Windows Vista, We Hardly Knew You

By Frank Ohlhorst  |  Print this article Print


Desktop-as-a-Service Designed for Any Cloud ? Nutanix Frame


With Microsoft accelerating the development and release of Windows 7, will upgrading to Vista become a moot point?

In a recently released road map, Microsoft gave some hints about when to expect the next generation of Windows, currently called Windows 7.  According to the road map, there are apparently three "milestone" builds planned for this year; with the first one (called M1) currently shipping to key partners for code validation. After the milestone builds, a RTM (release to manufacturing) version is expected to appear sometime in the second half of 2009, pretty much a year or more ahead of schedule.

Obviously, one has to ask, is this a sign of Microsoft throwing in the towel on Vista, an operating system that has been met with some derision? With scores of users downgrading to XP and others avoiding upgrading altogether, it would make some sense for Microsoft to bring something new to the table as quickly as possible. But, while many will praise Microsoft for accelerating the release of the next Windows Client, others will wonder what this move will mean for those distributing Vista. Take, for example, the corporate upgrade market, which often moves slowly when it comes to adopting the latest desktop operating systems. Once they realize that another version of Windows is right around the corner (relatively speaking), will those upgrade plans come to a screeching halt?

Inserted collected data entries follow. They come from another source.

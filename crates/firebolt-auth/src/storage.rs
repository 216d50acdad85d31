//! Encrypted on-disk token vault.
//!
//! Tokens are stored one file per credential set under the user data
//! directory. The file name derives from SHA-256 digests of the principal
//! and secret so neither appears on disk; the token itself is Fernet-encrypted
//! with a key derived from the same credentials.

use std::fs;
use std::path::{Path, PathBuf};
use std::time::{SystemTime, UNIX_EPOCH};

use base64::Engine;
use base64::engine::general_purpose::STANDARD;
use rand::RngCore;
use serde::{Deserialize, Serialize};
use sha2::{Digest, Sha256};

use crate::error::Result;
use crate::fernet::Fernet;

const APP_DIR: &str = "firebolt";

#[derive(Serialize, Deserialize, Default)]
struct VaultFile {
    token: Option<String>,
    salt: Option<String>,
    expiration: Option<u64>,
}

/// File-backed storage for one credential set's token.
pub struct TokenVault {
    path: PathBuf,
    salt: String,
    fernet: Fernet,
}

impl TokenVault {
    /// Open (creating the data directory if needed) the vault for the given
    /// credentials.
    pub fn open(principal: &str, secret: &str) -> Result<Self> {
        let dir = dirs::data_dir()
            .ok_or_else(|| {
                std::io::Error::new(std::io::ErrorKind::NotFound, "no user data directory")
            })?
            .join(APP_DIR);
        Self::open_in(&dir, principal, secret)
    }

    /// Open the vault rooted at an explicit directory.
    pub fn open_in(dir: &Path, principal: &str, secret: &str) -> Result<Self> {
        fs::create_dir_all(dir)?;
        let path = dir.join(file_name(principal, secret));
        // Reuse the stored salt so previously written tokens stay readable.
        let salt = read_vault_file(&path)
            .and_then(|f| f.salt)
            .unwrap_or_else(generate_salt);
        let raw_salt = STANDARD.decode(&salt).unwrap_or_default();
        let fernet = Fernet::derive(&raw_salt, principal, secret);
        Ok(Self { path, salt, fernet })
    }

    /// Load the stored token, if present, unexpired and decryptable.
    #[must_use]
    pub fn load(&self) -> Option<String> {
        let file = read_vault_file(&self.path)?;
        let token = file.token?;
        if let Some(expiration) = file.expiration {
            let now = SystemTime::now()
                .duration_since(UNIX_EPOCH)
                .map_or(0, |d| d.as_secs());
            if expiration <= now {
                return None;
            }
        }
        let decrypted = self.fernet.decrypt(&token)?;
        String::from_utf8(decrypted).ok()
    }

    /// Encrypt and persist a token together with its expiry timestamp.
    pub fn store(&self, token: &str, expires_at: SystemTime) -> Result<()> {
        let expiration = expires_at
            .duration_since(UNIX_EPOCH)
            .map_or(0, |d| d.as_secs());
        let file = VaultFile {
            token: Some(self.fernet.encrypt(token.as_bytes())),
            salt: Some(self.salt.clone()),
            expiration: Some(expiration),
        };
        let body = serde_json::to_vec(&file)
            .map_err(|e| std::io::Error::new(std::io::ErrorKind::InvalidData, e))?;
        fs::write(&self.path, body)?;
        Ok(())
    }
}

fn file_name(principal: &str, secret: &str) -> String {
    let principal_hash = hex_digest(principal);
    let secret_hash = hex_digest(secret);
    format!("{}{}.json", &principal_hash[..32], &secret_hash[..32])
}

fn hex_digest(input: &str) -> String {
    Sha256::digest(input.as_bytes())
        .iter()
        .map(|b| format!("{b:02x}"))
        .collect()
}

fn generate_salt() -> String {
    let mut salt = [0u8; 16];
    rand::thread_rng().fill_bytes(&mut salt);
    STANDARD.encode(salt)
}

fn read_vault_file(path: &Path) -> Option<VaultFile> {
    let body = fs::read(path).ok()?;
    serde_json::from_slice(&body).ok()
}
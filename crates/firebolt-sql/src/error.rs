//! SQL formatting error types.

use thiserror::Error;

/// Errors produced while splitting and formatting SQL text.
#[derive(Debug, Error)]
pub enum SqlError {
    /// Parameterized execution was requested for a multi-statement query.
    #[error("Formatting multi-statement queries is not supported.")]
    MultiStatementParameters,

    /// Parameterized execution was requested for a SET statement.
    #[error("Formatting set statements is not supported.")]
    SetParameters,

    /// A SET statement did not match `SET <param> = <value>`.
    #[error("Invalid set statement format: {0}, expected SET <param> = <value>")]
    InvalidSetStatement(String),

    /// Fewer parameters than placeholders.
    #[error("not enough parameters provided for substitution: given {given}, found one more")]
    NotEnoughParameters {
        /// Number of parameters supplied.
        given: usize,
    },

    /// More parameters than placeholders.
    #[error("too many parameters provided for substitution: given {given}, used only {used}")]
    TooManyParameters {
        /// Number of parameters supplied.
        given: usize,
        /// Number of placeholders found.
        used: usize,
    },

    /// A parameter value could not be rendered as a literal.
    #[error(transparent)]
    Type(#[from] firebolt_types::TypeError),
}

/// Result type for formatting operations.
pub type Result<T> = std::result::Result<T, SqlError>;
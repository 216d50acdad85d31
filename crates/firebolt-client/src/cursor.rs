//! Statement execution and fetch semantics.

use std::sync::Arc;
use std::sync::atomic::{AtomicBool, Ordering};
use std::time::Duration;

use firebolt_sql::{SetParameter, Statement};
use firebolt_types::{Column, Value};
use once_cell::sync::Lazy;
use regex::Regex;

use crate::connection::ConnectionInner;
use crate::error::{Error, Result};
use crate::http::{RequestSpec, check_response};
use crate::planner::{self, JSON_OUTPUT_FORMAT, ParamStyle};
use crate::row_set::{BufferedRowSet, RowSet, Statistics, StreamingRowSet};
use crate::session::validate_set_parameter;
use crate::timeout::TimeoutController;

/// Cursor lifecycle state.
#[derive(Debug, Clone, Copy, PartialEq, Eq)]
enum CursorState {
    /// No query has run yet.
    None,
    /// The last execution failed.
    Error,
    /// The last execution completed.
    Done,
    /// The cursor is closed.
    Closed,
}

/// Shared cursor state reachable from the connection's registry, so a
/// connection close can cascade into cursors still held by the caller.
pub(crate) struct CursorHandle {
    closed: AtomicBool,
    state: parking_lot::Mutex<CursorState>,
    row_set: tokio::sync::Mutex<Option<RowSet>>,
}

impl CursorHandle {
    fn new() -> Self {
        Self {
            closed: AtomicBool::new(false),
            state: parking_lot::Mutex::new(CursorState::None),
            row_set: tokio::sync::Mutex::new(None),
        }
    }

    pub(crate) async fn close(&self) {
        self.closed.store(true, Ordering::Release);
        *self.state.lock() = CursorState::Closed;
        if let Some(mut row_set) = self.row_set.lock().await.take() {
            row_set.close();
        }
    }
}

// CREATE EXTERNAL TABLE statements carry credentials; never log those.
static SENSITIVE_QUERY: Lazy<Option<Regex>> =
    Lazy::new(|| Regex::new("(?i)aws_key_id|credentials").ok());

fn log_query(query: &str) {
    let sensitive = SENSITIVE_QUERY
        .as_ref()
        .is_some_and(|re| re.is_match(query));
    if !sensitive {
        tracing::debug!(%query, "running query");
    }
}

Perhaps, those upgrade wheels can be greased by pointing out the differences between Vista and its forthcoming replacement. If the features, requirements and other elements such as the interface will be different enough than Vista, perhaps some enthusiasm can still be built for a move to Vista. The problem is that information about Windows 7 is limited at this time. The only thing we know for sure is the fact that M1 is available in both 32-bit and 64-bit versions and Microsoft claims that Windows 7 will be the last Windows OS  available in 32 bit.

It’s interesting that the company is even bothering with a 32-bit version at all, especially when one considers the rapid advances Windows Vista is making in the 64-bit computing market. What’s more, other Microsoft products, such as the next version of Small Business Server (code name Cougar) will only be available as a 64-bit product.

Simply put, having a 32-bit version of Windows 7 makes it a direct challenge to Vista. If we add to that the other anticipated enhancements, why would anyone want to bother with a Vista upgrade at all? Microsoft needs to release a lot more information about the plans for Windows 7, especially if the company wants to avoid damaging the sales of Vista and creating another marketing debacle.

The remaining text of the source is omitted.